Editor's note: This is the first of a multipart series exploring the impact of AI in DAM, content management and across various martech fields and beyond.

In the 1990s, the software industry began releasing products so integral to business that they required their own administrators. People built careers around systems for enterprise resource planning (ERP), customer relationship management (CRM), project management and digital asset management (DAM). The rise of digital asset management jobs provided new career opportunities.

And it took only about 30 years for AI in DAM to throw those careers into uncertainty.  

A library archive with numerous shelves filled with organized, labeled boxes and binders, showcasing a system of meticulous record-keeping and storage. The labels display handwritten notes and dates, indicating a historical collection in piece about the evolution of AI in DAM (digital asset management).
The rise of digital asset management jobs provided new career opportunities. And it took only about 30 years for AI in DAM to throw those careers into uncertainty. theartofphoto on Adobe Stock Photos

The Impact of AI in DAM

The question facing everyone in software administration jobs — and office work generally — is what our jobs will consist of as AI becomes increasingly proficient at our tasks. DAM administrators are canaries in the coal mine.

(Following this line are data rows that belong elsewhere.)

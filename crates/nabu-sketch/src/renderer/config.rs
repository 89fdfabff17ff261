use std::sync::Arc;

use nabu_engine::coords::Viewport;

use crate::theme::Theme;

/// Pause rendering while the surface is mostly out of view.
#[derive(Debug, Copy, Clone, PartialEq)]
pub struct StopWhenNotVisible {
    pub enabled: bool,
    /// Minimum visible fraction, `0..=1`, for the surface to count as in view.
    pub threshold: f32,
}

impl Default for StopWhenNotVisible {
    fn default() -> Self {
        Self { enabled: true, threshold: 0.25 }
    }
}

impl From<bool> for StopWhenNotVisible {
    fn from(enabled: bool) -> Self {
        Self { enabled, ..Self::default() }
    }
}

/// When the renderer keeps ticking.
#[derive(Debug, Copy, Clone, PartialEq, Default)]
pub struct FocusBehaviour {
    /// Tick only while the pointer is over the surface.
    pub only_when_hovered: bool,
    pub stop_when_not_visible: StopWhenNotVisible,
}

#[derive(Debug, Clone)]
pub struct RendererConfig {
    pub focus: FocusBehaviour,
    /// Overrides the host-reported device pixel ratio.
    pub pixel_ratio: Option<f32>,
    /// Font bytes for text; system fonts are tried when `None`.
    pub font: Option<Arc<[u8]>>,
    pub theme: Theme,
    /// Surface size assumed until the host reports one.
    pub initial_size: Viewport,
}

impl Default for RendererConfig {
    fn default() -> Self {
        Self {
            focus: FocusBehaviour::default(),
            pixel_ratio: None,
            font: None,
            theme: Theme::default(),
            initial_size: Viewport::new(960.0, 640.0),
        }
    }
}

impl RendererConfig {
    pub fn focus(mut self, focus: FocusBehaviour) -> Self {
        self.focus = focus;
        self
    }

    pub fn only_when_hovered(mut self, v: bool) -> Self {
        self.focus.only_when_hovered = v;
        self
    }

    pub fn stop_when_not_visible(mut self, v: impl Into<StopWhenNotVisible>) -> Self {
        self.focus.stop_when_not_visible = v.into();
        self
    }

    pub fn pixel_ratio(mut self, ratio: f32) -> Self {
        self.pixel_ratio = Some(ratio);
        self
    }

    pub fn font(mut self, bytes: impl Into<Arc<[u8]>>) -> Self {
        self.font = Some(bytes.into());
        self
    }

    pub fn theme(mut self, theme: Theme) -> Self {
        self.theme = theme;
        self
    }

    pub fn initial_size(mut self, width: f32, height: f32) -> Self {
        self.initial_size = Viewport::new(width, height);
        self
    }
}

#[cfg(test)]
mod tests {
    use super::*;

    #[test]
    fn defaults() {
        let c = RendererConfig::default();
        assert!(!c.focus.only_when_hovered);
        assert!(c.focus.stop_when_not_visible.enabled);
        assert_eq!(c.focus.stop_when_not_visible.threshold, 0.25);
    }

    #[test]
    fn bool_form_keeps_default_threshold() {
        let c = RendererConfig::default().stop_when_not_visible(false);
        assert_eq!(c.focus.stop_when_not_visible, StopWhenNotVisible { enabled: false, threshold: 0.25 });
        let s = StopWhenNotVisible { enabled: true, threshold: 0.9 };
        assert_eq!(RendererConfig::default().stop_when_not_visible(s).focus.stop_when_not_visible.threshold, 0.9);
    }
}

Years before ChatGPT debuted, DAM vendors began integrating image recognition AIs to semi-automate metadata tagging. DAM admins remained indispensable despite that innovation — and I believe they will remain indispensable even as large language models (LLMs) automate more of the DAM workflow and affect digital asset management jobs.

Today, a DAM system without a DAM administrator is like a library run by its patrons: chaotic. AI alone cannot bring order to a DAM system, but DAM admins without AI may find themselves struggling to preserve order.

Let’s take a look at the impact of AI in DAM and explore why.

AI as Pattern Finders

No one knows why LLMs can do the miraculous things they do — seriously. But we do know that AI excels at finding and predicting patterns based on examples we feed them. This pattern-finding skill is why AI image recognition found early adopters among DAM admins. It showed potential to relieve admins from hours of reviewing and tagging raw assets, though in practice its vocabulary and descriptive powers were limited.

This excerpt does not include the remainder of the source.